Mexiko-City 1968. Erstmals überspringt der US-amerikanische Hochspringer Richard Douglas Fosbury, bei olympischen Spielen rückwärts die Hochsprunglatte. Kann man so hoch springen? Die Experten sind skeptisch. Zu komisch, weil ungewohnt sieht es aus, wenn ein Hochspringer mit dem Rücken zur Latte abspringt. Doch die Skepsis verfliegt schnell - vor allem, weil Fosbury mit der von ihm kreierten, neuen Sprungtechnik die Goldmedaille gewinnt. In kurzer Zeit wird der Fosbury-Flop zur Standardtechnik im Hochsprung. Unter anderem, weil Fosburys Springer-Kollegen erkennen: Mit der neuen Technik lässt sich der seit Jahren gültige Weltrekord von 2,28 m knacken - was auch geschah. Heute liegt der Hochsprungweltrekord bei 2,45 m - erzielt mit einem Fosbury-Flop.
Ähnliche Prozesse lassen sich im Wirtschaftsleben konstatieren. Jahre-, oft sogar jahrzehntelang nutzen fast alle Unternehmen dieselben Methoden und Verfahren - sei's in der Fertigung, beim Aufbau ihrer Organisation oder im Vertrieb. Und sie verfeinern diese immer weiter - durchaus mit Erfolg. Doch dann stellen sie fest: Die Möglichkeiten der bisherigen "Technik" sind ausgereizt. Mit ihr lassen sich zwar noch kleine Verbesserungen erzielen, aber nicht nötigen Quantensprünge, um zum Beispiel auch künftig wettbewerbsfähig oder der Technologieführer zu sein. Sie gelangen zunehmend zur Erkenntnis: Um dieses Ziel zu erreichen, bedarf es eines fundamentalen Wandels. Zum Beispiel in unserer Art zu produzieren oder unsere Organisation zu führen oder unseren Markt zu bearbeiten.

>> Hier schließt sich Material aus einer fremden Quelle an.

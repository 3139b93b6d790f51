//! CLOUDMANIFEST: the epoch history of one database.
//!
//! The document is an ordered list of `(start file number, epoch)` entries.
//! Files numbered below the first entry belong to the legacy empty epoch;
//! every other file belongs to the last entry whose start is not above its
//! number. The last entry is the current epoch.
//!
//! On disk the document is a record log:
//!
//! ```text
//! [crc32 u32 LE][len u32 LE][bincode payload]   Header { magic, version }
//! [crc32 u32 LE][len u32 LE][bincode payload]   Epoch { start, epoch } ...
//! [crc32 u32 LE][len u32 LE][bincode payload]   Seal { epoch_count }
//! ```

use std::path::Path;

use serde::{Deserialize, Serialize};
use tracing::debug;

use crate::epoch::EpochId;
use crate::error::{CloudError, CloudResult};
use crate::local_env::LocalEnv;

/// Magic number in the header record: "CKVM".
pub const CLOUD_MANIFEST_MAGIC: u32 = 0x434b_564d;
/// Current document format version.
pub const CLOUD_MANIFEST_VERSION: u32 = 1;

const RECORD_HEADER_LEN: usize = 8;

/// One epoch transition.
#[derive(Debug, Clone, PartialEq, Eq, Serialize, Deserialize)]
pub struct EpochEntry {
    /// First engine file number owned by this epoch.
    pub start_file_number: u64,
    /// The epoch id.
    pub epoch: EpochId,
}

#[derive(Debug, Serialize, Deserialize)]
enum ManifestRecord {
    Header { magic: u32, version: u32 },
    Epoch { start: u64, epoch: EpochId },
    Seal { epoch_count: u64 },
}

/// In-memory epoch history.
#[derive(Debug, Clone, PartialEq, Eq, Default)]
pub struct CloudManifest {
    entries: Vec<EpochEntry>,
    finalized: bool,
}

impl CloudManifest {
    /// A document with no epochs, describing a brand-new database.
    pub fn new_empty() -> Self {
        Self::default()
    }

    /// Current epoch: the last entry, or the empty epoch when there is none.
    pub fn current_epoch(&self) -> EpochId {
        self.entries
            .last()
            .map(|e| e.epoch.clone())
            .unwrap_or_else(EpochId::empty)
    }

    /// All entries, oldest first.
    pub fn entries(&self) -> &[EpochEntry] {
        &self.entries
    }

    /// True once [`CloudManifest::finalize`] was called.
    pub fn is_finalized(&self) -> bool {
        self.finalized
    }

    /// Freezes the document. Idempotent.
    pub fn finalize(&mut self) {
        self.finalized = true;
    }

    /// Appends an epoch starting at `start_file_number`.
    ///
    /// A start equal to the current last start replaces that entry's epoch:
    /// the superseded epoch never owned a file.
    pub fn add_epoch(&mut self, start_file_number: u64, epoch: EpochId) -> CloudResult<()> {
        if self.finalized {
            return Err(CloudError::ManifestFinalized);
        }
        if let Some(last) = self.entries.last_mut() {
            if start_file_number < last.start_file_number {
                return Err(CloudError::InvalidArgument {
                    reason: format!(
                        "epoch start {} precedes current epoch start {}",
                        start_file_number, last.start_file_number
                    ),
                });
            }
            if start_file_number == last.start_file_number {
                debug!(
                    start = start_file_number,
                    replaced = %last.epoch,
                    epoch = %epoch,
                    "replacing empty epoch"
                );
                last.epoch = epoch;
                return Ok(());
            }
        }
        self.entries.push(EpochEntry {
            start_file_number,
            epoch,
        });
        Ok(())
    }

    /// Epoch that owns engine file `file_number`.
    pub fn epoch_for_file(&self, file_number: u64) -> EpochId {
        self.entries
            .iter()
            .rev()
            .find(|e| e.start_file_number <= file_number)
            .map(|e| e.epoch.clone())
            .unwrap_or_else(EpochId::empty)
    }

    /// True if `epoch` appears anywhere in the history.
    pub fn contains_epoch(&self, epoch: &EpochId) -> bool {
        self.entries.iter().any(|e| &e.epoch == epoch)
    }

    /// Serializes the sealed record log. Requires a finalized document.
    pub fn encode(&self) -> CloudResult<Vec<u8>> {
        if !self.finalized {
            return Err(CloudError::ManifestNotFinalized);
        }

        let mut out = Vec::new();
        append_record(
            &mut out,
            &ManifestRecord::Header {
                magic: CLOUD_MANIFEST_MAGIC,
                version: CLOUD_MANIFEST_VERSION,
            },
        )?;
        for entry in &self.entries {
            append_record(
                &mut out,
                &ManifestRecord::Epoch {
                    start: entry.start_file_number,
                    epoch: entry.epoch.clone(),
                },
            )?;
        }
        append_record(
            &mut out,
            &ManifestRecord::Seal {
                epoch_count: self.entries.len() as u64,
            },
        )?;
        Ok(out)
    }

    /// Parses a sealed record log. The result is not finalized.
    pub fn decode(data: &[u8]) -> CloudResult<Self> {
        let mut offset = 0;
        let mut records = Vec::new();
        while offset < data.len() {
            let (record, next) = read_record(data, offset)?;
            records.push(record);
            offset = next;
        }

        let mut iter = records.into_iter();
        match iter.next() {
            Some(ManifestRecord::Header { magic, version }) => {
                if magic != CLOUD_MANIFEST_MAGIC {
                    return Err(corrupted(format!("invalid magic {:#x}", magic)));
                }
                if version != CLOUD_MANIFEST_VERSION {
                    return Err(corrupted(format!("unsupported version {}", version)));
                }
            }
            Some(_) => return Err(corrupted("first record is not a header".to_string())),
            None => return Err(corrupted("empty document".to_string())),
        }

        let mut manifest = CloudManifest::new_empty();
        let mut sealed = false;
        for record in iter {
            if sealed {
                return Err(corrupted("record after seal".to_string()));
            }
            match record {
                ManifestRecord::Epoch { start, epoch } => {
                    if let Some(last) = manifest.entries.last() {
                        if start <= last.start_file_number {
                            return Err(corrupted(format!(
                                "epoch start {} not above {}",
                                start, last.start_file_number
                            )));
                        }
                    }
                    manifest.entries.push(EpochEntry {
                        start_file_number: start,
                        epoch,
                    });
                }
                ManifestRecord::Seal { epoch_count } => {
                    if epoch_count != manifest.entries.len() as u64 {
                        return Err(corrupted(format!(
                            "seal counts {} epochs, found {}",
                            epoch_count,
                            manifest.entries.len()
                        )));
                    }
                    sealed = true;
                }
                ManifestRecord::Header { .. } => {
                    return Err(corrupted("duplicate header".to_string()));
                }
            }
        }

        if !sealed {
            return Err(corrupted("missing seal record".to_string()));
        }
        Ok(manifest)
    }

    /// Writes the document to a local file through a temp file and rename.
    pub fn write_to_file(&self, env: &LocalEnv, path: &Path) -> CloudResult<()> {
        let bytes = self.encode()?;
        env.write_file_atomic(path, &bytes)?;
        debug!(path = ?path, epochs = self.entries.len(), "wrote cloud manifest");
        Ok(())
    }

    /// Loads the document from a local file.
    pub fn load_from_file(env: &LocalEnv, path: &Path) -> CloudResult<Self> {
        let bytes = env.read_file(path)?;
        let manifest = Self::decode(&bytes)?;
        debug!(
            path = ?path,
            epochs = manifest.entries.len(),
            current = %manifest.current_epoch(),
            "loaded cloud manifest"
        );
        Ok(manifest)
    }
}

fn corrupted(reason: String) -> CloudError {
    CloudError::CorruptedManifest { reason }
}

fn append_record(out: &mut Vec<u8>, record: &ManifestRecord) -> CloudResult<()> {
    let payload = bincode::serialize(record).map_err(|e| corrupted(e.to_string()))?;
    let len = u32::try_from(payload.len())
        .map_err(|_| corrupted(format!("record too large: {} bytes", payload.len())))?;
    out.extend_from_slice(&crc32fast::hash(&payload).to_le_bytes());
    out.extend_from_slice(&len.to_le_bytes());
    out.extend_from_slice(&payload);
    Ok(())
}

fn read_record(data: &[u8], offset: usize) -> CloudResult<(ManifestRecord, usize)> {
    let header = data
        .get(offset..offset + RECORD_HEADER_LEN)
        .ok_or_else(|| corrupted(format!("truncated record header at offset {}", offset)))?;
    let crc = u32::from_le_bytes([header[0], header[1], header[2], header[3]]);
    let len = u32::from_le_bytes([header[4], header[5], header[6], header[7]]) as usize;

    let start = offset + RECORD_HEADER_LEN;
    let payload = data
        .get(start..start + len)
        .ok_or_else(|| corrupted(format!("truncated record payload at offset {}", offset)))?;
    let actual = crc32fast::hash(payload);
    if actual != crc {
        return Err(corrupted(format!(
            "checksum mismatch at offset {}: expected {:#x}, actual {:#x}",
            offset, crc, actual
        )));
    }

    let record = bincode::deserialize(payload).map_err(|e| corrupted(e.to_string()))?;
    Ok((record, start + len))
}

Einen Musterwechsel vollziehen
Vor dieser Herausforderung stehen die Unternehmen heute immer häufiger. Denn die Rahmenbedingungen ihres Handelns verändern sich immer schneller. Also müssen die Unternehmen auch in kürzeren Zeitabständen ihre Strategien, Abläufe und Verfahren sowie ihre Art, (Kunden- und Markt-)Informationen zu bewerten, überdenken und sich fragen: Können wir durch ein Optimieren des Bestehenden, also eine "Funktionsoptimierung", unsere Ziele noch erreichen? Oder müssen wir ganz neue Lösungen entwickeln. Zum Beispiel für das Qualifizieren unserer Mitarbeiter. Oder die Auswahl unserer Lieferanten. Oder für die Kommunikation mit unseren Kunden.
Organisationsberater nennen einen solchen Wandel einen Musterwechsel, weil hierbei nicht nur die gewohnten Verfahren auf den Prüfstand stehen. Auch die Art, wie die Realität betrachtet und bewertet wird, wird hinterfragt, um zu ganz neuen Lösungsansätzen zu gelangen. Ein solcher Musterwechsel setzt voraus, dass sich in der Organisation beziehungsweise bei deren Lenkern das Gefühl verdichtet: "Wir befinden uns an einer Grenze oder wir nähern uns einer Grenze? Wenn wir an unseren bisherigen Denkmustern und Verfahrenweisen festhalten, scheitern wir auf Dauer." Nur wenn dieses Bewusstsein existiert, drängt sich die Frage nach einem Musterwechsel auf.